▶ _What you have to do_
What lines in the data hold the string "Number"? Show them.

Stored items

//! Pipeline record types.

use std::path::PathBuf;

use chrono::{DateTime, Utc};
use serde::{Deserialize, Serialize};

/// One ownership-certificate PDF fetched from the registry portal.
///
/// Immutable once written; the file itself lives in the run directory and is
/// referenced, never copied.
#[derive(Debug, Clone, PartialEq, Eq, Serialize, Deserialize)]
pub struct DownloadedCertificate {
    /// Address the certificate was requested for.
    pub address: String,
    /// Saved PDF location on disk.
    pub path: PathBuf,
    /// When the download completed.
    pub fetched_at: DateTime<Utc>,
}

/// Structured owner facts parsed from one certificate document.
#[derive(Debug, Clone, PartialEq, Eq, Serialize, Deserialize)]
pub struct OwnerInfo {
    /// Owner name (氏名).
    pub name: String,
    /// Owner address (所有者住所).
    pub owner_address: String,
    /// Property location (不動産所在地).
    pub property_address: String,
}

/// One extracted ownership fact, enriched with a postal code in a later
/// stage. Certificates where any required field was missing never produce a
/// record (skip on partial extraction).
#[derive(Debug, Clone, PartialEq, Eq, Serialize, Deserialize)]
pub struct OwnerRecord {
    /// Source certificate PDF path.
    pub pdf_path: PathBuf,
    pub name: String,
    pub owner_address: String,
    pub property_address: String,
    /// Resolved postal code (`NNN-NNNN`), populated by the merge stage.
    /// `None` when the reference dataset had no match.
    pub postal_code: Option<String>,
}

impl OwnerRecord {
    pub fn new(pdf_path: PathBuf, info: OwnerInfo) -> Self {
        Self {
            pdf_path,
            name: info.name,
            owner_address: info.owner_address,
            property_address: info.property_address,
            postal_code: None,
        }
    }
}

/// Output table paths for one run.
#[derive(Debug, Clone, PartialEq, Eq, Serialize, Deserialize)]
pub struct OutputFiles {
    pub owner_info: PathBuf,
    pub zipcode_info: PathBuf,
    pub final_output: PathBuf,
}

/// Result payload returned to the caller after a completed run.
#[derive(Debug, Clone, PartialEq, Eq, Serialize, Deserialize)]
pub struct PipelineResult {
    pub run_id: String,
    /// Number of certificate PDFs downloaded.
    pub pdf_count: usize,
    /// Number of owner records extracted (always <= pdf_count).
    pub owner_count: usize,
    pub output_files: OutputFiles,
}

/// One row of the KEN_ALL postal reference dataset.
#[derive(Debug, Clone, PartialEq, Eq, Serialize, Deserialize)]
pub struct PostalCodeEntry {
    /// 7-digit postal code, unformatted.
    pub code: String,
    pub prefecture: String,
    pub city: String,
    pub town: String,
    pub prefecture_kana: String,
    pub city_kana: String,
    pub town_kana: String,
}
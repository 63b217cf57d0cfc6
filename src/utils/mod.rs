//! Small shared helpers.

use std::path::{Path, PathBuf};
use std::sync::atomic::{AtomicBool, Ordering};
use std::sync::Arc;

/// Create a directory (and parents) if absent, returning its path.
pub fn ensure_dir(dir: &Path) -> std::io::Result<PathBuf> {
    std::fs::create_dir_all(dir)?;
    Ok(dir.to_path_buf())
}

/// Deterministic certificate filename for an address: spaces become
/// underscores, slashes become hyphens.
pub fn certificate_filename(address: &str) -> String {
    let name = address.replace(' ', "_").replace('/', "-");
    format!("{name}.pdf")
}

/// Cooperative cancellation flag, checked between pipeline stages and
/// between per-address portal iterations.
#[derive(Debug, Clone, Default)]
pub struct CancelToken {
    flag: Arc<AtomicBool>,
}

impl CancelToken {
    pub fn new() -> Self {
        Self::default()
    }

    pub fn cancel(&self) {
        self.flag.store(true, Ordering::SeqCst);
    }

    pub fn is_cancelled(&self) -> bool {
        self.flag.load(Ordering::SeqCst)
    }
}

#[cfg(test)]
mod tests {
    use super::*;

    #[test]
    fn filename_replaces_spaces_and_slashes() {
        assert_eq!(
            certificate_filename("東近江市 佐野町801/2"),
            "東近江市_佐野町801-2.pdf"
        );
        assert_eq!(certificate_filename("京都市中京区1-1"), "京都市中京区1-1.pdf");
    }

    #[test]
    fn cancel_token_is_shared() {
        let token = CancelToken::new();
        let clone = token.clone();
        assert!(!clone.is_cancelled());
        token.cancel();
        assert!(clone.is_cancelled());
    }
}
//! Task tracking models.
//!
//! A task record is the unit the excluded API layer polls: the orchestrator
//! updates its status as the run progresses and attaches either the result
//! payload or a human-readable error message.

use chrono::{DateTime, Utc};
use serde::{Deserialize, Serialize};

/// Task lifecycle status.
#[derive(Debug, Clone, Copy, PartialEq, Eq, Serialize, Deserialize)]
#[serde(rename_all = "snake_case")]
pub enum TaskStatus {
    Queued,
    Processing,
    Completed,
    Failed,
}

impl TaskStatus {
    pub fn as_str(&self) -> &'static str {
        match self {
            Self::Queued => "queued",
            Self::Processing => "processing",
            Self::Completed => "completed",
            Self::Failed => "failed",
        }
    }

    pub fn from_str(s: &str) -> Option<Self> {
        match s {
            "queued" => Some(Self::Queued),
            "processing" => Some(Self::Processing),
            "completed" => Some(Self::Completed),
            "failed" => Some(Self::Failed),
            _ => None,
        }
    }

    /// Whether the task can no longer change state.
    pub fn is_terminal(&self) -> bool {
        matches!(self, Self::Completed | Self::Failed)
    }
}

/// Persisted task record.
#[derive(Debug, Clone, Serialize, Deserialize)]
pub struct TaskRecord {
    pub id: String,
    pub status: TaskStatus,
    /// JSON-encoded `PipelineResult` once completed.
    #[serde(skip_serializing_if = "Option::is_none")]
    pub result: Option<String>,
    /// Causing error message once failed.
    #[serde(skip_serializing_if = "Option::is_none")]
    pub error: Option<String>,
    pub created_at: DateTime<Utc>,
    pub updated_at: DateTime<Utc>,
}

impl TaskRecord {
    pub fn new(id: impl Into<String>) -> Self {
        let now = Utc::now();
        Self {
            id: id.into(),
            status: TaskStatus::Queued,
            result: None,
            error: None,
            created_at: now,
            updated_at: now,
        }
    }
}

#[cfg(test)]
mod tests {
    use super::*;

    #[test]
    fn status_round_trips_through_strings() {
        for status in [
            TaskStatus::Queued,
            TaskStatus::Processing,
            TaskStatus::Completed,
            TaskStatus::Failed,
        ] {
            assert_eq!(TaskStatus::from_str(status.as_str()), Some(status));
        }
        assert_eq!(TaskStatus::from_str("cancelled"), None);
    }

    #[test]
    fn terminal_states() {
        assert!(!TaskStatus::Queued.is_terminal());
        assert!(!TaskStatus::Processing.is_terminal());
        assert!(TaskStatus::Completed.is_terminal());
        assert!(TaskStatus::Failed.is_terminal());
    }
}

▶ _Response area_
    /// Number of certificate PDFs downloaded.
    /// Number of owner records extracted (always <= pdf_count).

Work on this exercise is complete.